### Task to carry out
Please copy out every line in the entries that includes the word "destination".

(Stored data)
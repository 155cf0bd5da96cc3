use glam::DVec3;

use super::geo::{angular_separation, interpolate_direction, GeoPoint, DEGENERATE_SEPARATION_RAD};

/// Builds the waypoints of a flight path: `segments + 1` points from `origin`
/// to `destination`, all at `altitude` from the globe centre. `segments` is
/// floored at 1, so a request for 0 segments still yields both endpoints.
///
/// Intermediate points come from [`interpolate_direction`], so the path is the
/// chord between the endpoints pushed back out to the sphere rather than a true
/// great-circle arc. The first and last points are the exact endpoint
/// projections. Coincident endpoints give the origin repeated.
pub fn generate(
    origin: &GeoPoint,
    destination: &GeoPoint,
    segments: usize,
    altitude: f64,
) -> Vec<DVec3> {
    let segments = segments.max(1);
    let start = origin.position(altitude);

    if angular_separation(origin, destination) < DEGENERATE_SEPARATION_RAD {
        return vec![start; segments + 1];
    }

    let from = origin.direction();
    let to = destination.direction();

    let mut points = Vec::with_capacity(segments + 1);
    points.push(start);
    for i in 1..segments {
        let t = i as f64 / segments as f64;
        points.push(interpolate_direction(from, to, t) * altitude);
    }
    points.push(destination.position(altitude));

    points
}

### Exercise response
/// to `destination`, all at `altitude` from the globe centre. `segments` is
    destination: &GeoPoint,
    if angular_separation(origin, destination) < DEGENERATE_SEPARATION_RAD {
    let to = destination.direction();
    points.push(destination.position(altitude));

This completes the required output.